In advance of the new year, people often ask rabbis, “Are you ready for the High Holidays?” I, for one, never know exactly how to answer. Is readiness measured in sermons written? In liturgy practiced and perfected? Or perhaps in High Holiday tickets ordered and received? What exactly does it mean to be “ready” for these days?
Our tradition guides us toward an answer by way of Elul, the Jewish month immediately preceding the new year. Elul is set aside as a time for reflection and renewal, a space to ready the mind and prepare the heart for the New Year to come. We call this process cheshbon hanefesh, an accounting of the soul.
We enter the month of Elul primed for this exercise in spiritual accounting. And when the shofar sounds, as it does every morning of the month, it rouses us from our collective stupor and forces us, with a mighty blast, out of complacency.
Wake up! Wake up!
After slogging through the year, going through the motions and coasting by rote, now is the opportunity to stop the relentless drive, open our eyes, and breathe. In this space, we begin the process of looking deeply at our lives, our choices, and our relationships, to evaluate where we are, where we have been and where we are going. “Elul calls us to be deep sea divers into our souls…” writes Rabbi David Wolpe. “Only by apprehending who we are can we shape real hopes about who we might become.”

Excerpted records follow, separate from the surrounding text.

//! Structured JSON logging.
//!
//! # Example
//!
//! ```rust,ignore
//! use hermes_telemetry::{init_logging, LogConfig};
//!
//! init_logging(&LogConfig::default())?;
//!
//! tracing::info!(correlation_id = "corr-1", "Processing push delivery");
//! ```

use crate::error::TelemetryError;
use crate::TelemetryResult;
use tracing_subscriber::layer::SubscriberExt;
use tracing_subscriber::util::SubscriberInitExt;
use tracing_subscriber::{EnvFilter, Layer};

/// Logging configuration.
#[derive(Debug, Clone)]
pub struct LogConfig {
    /// Whether logging is enabled.
    pub enabled: bool,

    /// Log level (e.g., "info", "debug", "warn").
    pub level: String,

    /// Whether to output JSON format.
    pub json_format: bool,

    /// Whether to include target (module path).
    pub include_target: bool,

    /// Service name for log fields.
    pub service_name: String,
}

impl Default for LogConfig {
    fn default() -> Self {
        Self {
            enabled: true,
            level: "info".to_string(),
            json_format: true, // JSON by default for production
            include_target: true,
            service_name: "hermes".to_string(),
        }
    }
}

impl LogConfig {
    /// Creates a development configuration with human-readable output.
    #[must_use]
    pub fn development() -> Self {
        Self {
            enabled: true,
            level: "debug".to_string(),
            json_format: false,
            include_target: true,
            service_name: "hermes".to_string(),
        }
    }

    /// Creates a production configuration with JSON output.
    #[must_use]
    pub fn production() -> Self {
        Self::default()
    }
}

/// Initializes the logging subsystem.
///
/// # Errors
///
/// Returns `TelemetryError::LoggingInit` if the level filter is invalid
/// or a global subscriber is already installed.
pub fn init_logging(config: &LogConfig) -> TelemetryResult<()> {
    if !config.enabled {
        return Ok(());
    }

    let filter = EnvFilter::try_new(&config.level)
        .map_err(|e| TelemetryError::LoggingInit(format!("Invalid log level: {e}")))?;

    if config.json_format {
        let fmt_layer = tracing_subscriber::fmt::layer()
            .json()
            .with_target(config.include_target)
            .with_filter(filter);

        tracing_subscriber::registry()
            .with(fmt_layer)
            .try_init()
            .map_err(|e| TelemetryError::LoggingInit(e.to_string()))?;
    } else {
        let fmt_layer = tracing_subscriber::fmt::layer()
            .pretty()
            .with_target(config.include_target)
            .with_filter(filter);

        tracing_subscriber::registry()
            .with(fmt_layer)
            .try_init()
            .map_err(|e| TelemetryError::LoggingInit(e.to_string()))?;
    }

    Ok(())
}

/// Standard log field names used by the middleware.
///
/// Use these for consistency between middleware events and service
/// code.
pub mod fields {
    /// Request context field name.
    pub const CONTEXT: &str = "context";

    /// Event type field name.
    pub const EVENT_TYPE: &str = "event_type";

    /// Correlation ID field name.
    pub const CORRELATION_ID: &str = "correlation_id";

    /// Message target field name.
    pub const TARGET: &str = "target";

    /// Occurred-on timestamp field name.
    pub const OCCURRED_ON: &str = "occurred_on";

    /// HTTP method field name.
    pub const HTTP_METHOD: &str = "http.method";

    /// HTTP status code field name.
    pub const HTTP_STATUS: &str = "http.status_code";

    /// Error field name.
    pub const ERROR: &str = "error";
}

#[cfg(test)]
mod tests {
    use super::*;

    #[test]
    fn test_default_config() {
        let config = LogConfig::default();
        assert!(config.enabled);
        assert!(config.json_format);
        assert_eq!(config.level, "info");
    }

    #[test]
    fn test_development_config() {
        let config = LogConfig::development();
        assert!(!config.json_format);
        assert_eq!(config.level, "debug");
    }

    #[test]
    fn test_disabled_logging() {
        let config = LogConfig {
            enabled: false,
            ..Default::default()
        };

        // Should return Ok even when disabled
        assert!(init_logging(&config).is_ok());
    }

    #[test]
    fn test_invalid_level_is_rejected() {
        let config = LogConfig {
            level: "hermes=info=debug".to_string(),
            ..Default::default()
        };

        assert!(init_logging(&config).is_err());
    }

    #[test]
    fn test_field_names() {
        assert_eq!(fields::CONTEXT, "context");
        assert_eq!(fields::CORRELATION_ID, "correlation_id");
    }
}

It is during Elul that we focus on the process of rigorous self-examination and investigation. We ask probing questions in service of finding that true, core self, questions like: What has this year meant to me? What have I accomplished? Where have I struggled? What am I most proud of? What would I like to change? Are there people I’ve hurt? Are there cherished relationships I’ve neglected?
Elul is also about initiating the steps of t’shuvah, or repentance. As we look to obtain (and grant) forgiveness we ask, “Have I dug deep enough and opened my heart wide enough and extended my arms long enough to fulfill my obligation? Have I been sincere enough in looking at my flaws and judging my character? Have I been honest enough in determining where I have missed the mark?
If it sounds awfully similar to Rosh HaShanah and Yom Kippur, it is. Elul is the preview to the big show, the sneak peak before the main event. Elul gives us a much- needed head start on the sometimes-rocky path toward renewal and reconciliation. T’shuvah takes time, and we are blessed to be given more of it.
From my own vantage point as an admittedly imperfect mother, wife, rabbi, and friend, a woman acutely aware of my deficits and my dividends, I look to Elul as a golden opportunity – to think, reflect, and dream with purpose and with intention. It is, moreover, a singular chance to get my soul in order and my priorities straight. Elul reminds me that I have work to do: lifestyle changes to make, habits to break, relationships to nurture more assiduously, and loved ones to embrace more unreservedly.
So as the balance of summer begins to tip heavily toward the fall, it’s time to lay my cards out on the table. It’s time to take a hard look at my life and take stock of what I’m doing. It’s time to be candid about those I’ve helped and those I’ve hurt, and time to begin this painstaking process of repair.